Exercise description: Give back every record precisely.

(Records from a data collection)

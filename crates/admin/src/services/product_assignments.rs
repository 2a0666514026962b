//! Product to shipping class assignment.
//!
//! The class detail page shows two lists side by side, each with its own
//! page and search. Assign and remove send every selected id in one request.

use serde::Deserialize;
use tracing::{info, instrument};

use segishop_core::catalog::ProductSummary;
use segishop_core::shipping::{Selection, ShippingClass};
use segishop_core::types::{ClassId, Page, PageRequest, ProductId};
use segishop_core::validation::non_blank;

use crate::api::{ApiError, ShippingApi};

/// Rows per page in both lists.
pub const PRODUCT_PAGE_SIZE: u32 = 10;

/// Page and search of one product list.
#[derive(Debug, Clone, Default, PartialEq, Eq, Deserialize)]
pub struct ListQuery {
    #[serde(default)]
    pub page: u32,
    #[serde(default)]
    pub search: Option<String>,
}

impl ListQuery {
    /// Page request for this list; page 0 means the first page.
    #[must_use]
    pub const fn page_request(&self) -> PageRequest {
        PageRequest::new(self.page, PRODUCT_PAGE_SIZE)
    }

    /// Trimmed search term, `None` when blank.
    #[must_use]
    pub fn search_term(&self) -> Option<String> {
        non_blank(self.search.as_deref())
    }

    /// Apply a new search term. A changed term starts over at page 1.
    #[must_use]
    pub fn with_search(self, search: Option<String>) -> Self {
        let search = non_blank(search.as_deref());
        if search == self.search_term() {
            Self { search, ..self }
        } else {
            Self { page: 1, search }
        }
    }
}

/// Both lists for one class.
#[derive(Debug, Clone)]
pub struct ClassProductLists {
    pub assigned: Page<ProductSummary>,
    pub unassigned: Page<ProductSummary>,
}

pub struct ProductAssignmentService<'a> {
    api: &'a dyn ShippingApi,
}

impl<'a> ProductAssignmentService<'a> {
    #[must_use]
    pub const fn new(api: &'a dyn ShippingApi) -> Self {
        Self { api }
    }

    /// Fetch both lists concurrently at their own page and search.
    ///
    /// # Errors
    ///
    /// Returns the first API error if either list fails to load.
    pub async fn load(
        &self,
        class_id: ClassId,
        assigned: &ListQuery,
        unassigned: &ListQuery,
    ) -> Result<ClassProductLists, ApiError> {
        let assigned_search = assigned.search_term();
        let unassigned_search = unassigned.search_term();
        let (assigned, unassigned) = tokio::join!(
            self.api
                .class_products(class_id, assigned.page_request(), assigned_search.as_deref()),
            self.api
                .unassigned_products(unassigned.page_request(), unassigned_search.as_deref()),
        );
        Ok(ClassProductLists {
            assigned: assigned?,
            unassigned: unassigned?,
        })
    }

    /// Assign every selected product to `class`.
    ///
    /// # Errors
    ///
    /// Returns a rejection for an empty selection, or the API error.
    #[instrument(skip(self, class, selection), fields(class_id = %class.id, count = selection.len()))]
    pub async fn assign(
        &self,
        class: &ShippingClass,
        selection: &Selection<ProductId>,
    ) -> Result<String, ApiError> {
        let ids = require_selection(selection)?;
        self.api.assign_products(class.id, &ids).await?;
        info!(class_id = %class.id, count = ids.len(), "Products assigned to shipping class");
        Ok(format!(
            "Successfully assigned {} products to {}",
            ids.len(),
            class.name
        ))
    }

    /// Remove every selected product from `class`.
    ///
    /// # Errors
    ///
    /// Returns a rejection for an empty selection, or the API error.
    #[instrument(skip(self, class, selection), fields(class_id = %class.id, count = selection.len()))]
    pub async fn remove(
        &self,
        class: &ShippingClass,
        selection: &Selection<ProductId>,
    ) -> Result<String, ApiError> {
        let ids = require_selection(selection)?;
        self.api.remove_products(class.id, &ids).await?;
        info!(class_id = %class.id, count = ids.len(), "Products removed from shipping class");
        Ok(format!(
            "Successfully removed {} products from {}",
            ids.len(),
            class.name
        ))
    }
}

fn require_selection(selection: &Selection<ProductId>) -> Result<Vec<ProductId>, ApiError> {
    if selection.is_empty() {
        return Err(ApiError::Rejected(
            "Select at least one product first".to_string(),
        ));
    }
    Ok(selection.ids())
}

Reply:
filename crates/admin/src/services/product_assignments.rs
repository 2a0666514026962b
//! Product to shipping class assignment.
//!
//! The class detail page shows two lists side by side, each with its own
//! page and search. Assign and remove send every selected id in one request.

use serde::Deserialize;
use tracing::{info, instrument};

use segishop_core::catalog::ProductSummary;
use segishop_core::shipping::{Selection, ShippingClass};
use segishop_core::types::{ClassId, Page, PageRequest, ProductId};
use segishop_core::validation::non_blank;

use crate::api::{ApiError, ShippingApi};

/// Rows per page in both lists.
pub const PRODUCT_PAGE_SIZE: u32 = 10;

/// Page and search of one product list.
#[derive(Debug, Clone, Default, PartialEq, Eq, Deserialize)]
pub struct ListQuery {
    #[serde(default)]
    pub page: u32,
    #[serde(default)]
    pub search: Option<String>,
}

impl ListQuery {
    /// Page request for this list; page 0 means the first page.
    #[must_use]
    pub const fn page_request(&self) -> PageRequest {
        PageRequest::new(self.page, PRODUCT_PAGE_SIZE)
    }

    /// Trimmed search term, `None` when blank.
    #[must_use]
    pub fn search_term(&self) -> Option<String> {
        non_blank(self.search.as_deref())
    }

    /// Apply a new search term. A changed term starts over at page 1.
    #[must_use]
    pub fn with_search(self, search: Option<String>) -> Self {
        let search = non_blank(search.as_deref());
        if search == self.search_term() {
            Self { search, ..self }
        } else {
            Self { page: 1, search }
        }
    }
}

/// Both lists for one class.
#[derive(Debug, Clone)]
pub struct ClassProductLists {
    pub assigned: Page<ProductSummary>,
    pub unassigned: Page<ProductSummary>,
}

pub struct ProductAssignmentService<'a> {
    api: &'a dyn ShippingApi,
}

impl<'a> ProductAssignmentService<'a> {
    #[must_use]
    pub const fn new(api: &'a dyn ShippingApi) -> Self {
        Self { api }
    }

    /// Fetch both lists concurrently at their own page and search.
    ///
    /// # Errors
    ///
    /// Returns the first API error if either list fails to load.
    pub async fn load(
        &self,
        class_id: ClassId,
        assigned: &ListQuery,
        unassigned: &ListQuery,
    ) -> Result<ClassProductLists, ApiError> {
        let assigned_search = assigned.search_term();
        let unassigned_search = unassigned.search_term();
        let (assigned, unassigned) = tokio::join!(
            self.api
                .class_products(class_id, assigned.page_request(), assigned_search.as_deref()),
            self.api
                .unassigned_products(unassigned.page_request(), unassigned_search.as_deref()),
        );
        Ok(ClassProductLists {
            assigned: assigned?,
            unassigned: unassigned?,
        })
    }

    /// Assign every selected product to `class`.
    ///
    /// # Errors
    ///
    /// Returns a rejection for an empty selection, or the API error.
    #[instrument(skip(self, class, selection), fields(class_id = %class.id, count = selection.len()))]
    pub async fn assign(
        &self,
        class: &ShippingClass,
        selection: &Selection<ProductId>,
    ) -> Result<String, ApiError> {
        let ids = require_selection(selection)?;
        self.api.assign_products(class.id, &ids).await?;
        info!(class_id = %class.id, count = ids.len(), "Products assigned to shipping class");
        Ok(format!(
            "Successfully assigned {} products to {}",
            ids.len(),
            class.name
        ))
    }

    /// Remove every selected product from `class`.
    ///
    /// # Errors
    ///
    /// Returns a rejection for an empty selection, or the API error.
    #[instrument(skip(self, class, selection), fields(class_id = %class.id, count = selection.len()))]
    pub async fn remove(
        &self,
        class: &ShippingClass,
        selection: &Selection<ProductId>,
    ) -> Result<String, ApiError> {
        let ids = require_selection(selection)?;
        self.api.remove_products(class.id, &ids).await?;
        info!(class_id = %class.id, count = ids.len(), "Products removed from shipping class");
        Ok(format!(
            "Successfully removed {} products from {}",
            ids.len(),
            class.name
        ))
    }
}

fn require_selection(selection: &Selection<ProductId>) -> Result<Vec<ProductId>, ApiError> {
    if selection.is_empty() {
        return Err(ApiError::Rejected(
            "Select at least one product first".to_string(),
        ));
    }
    Ok(selection.ids())
}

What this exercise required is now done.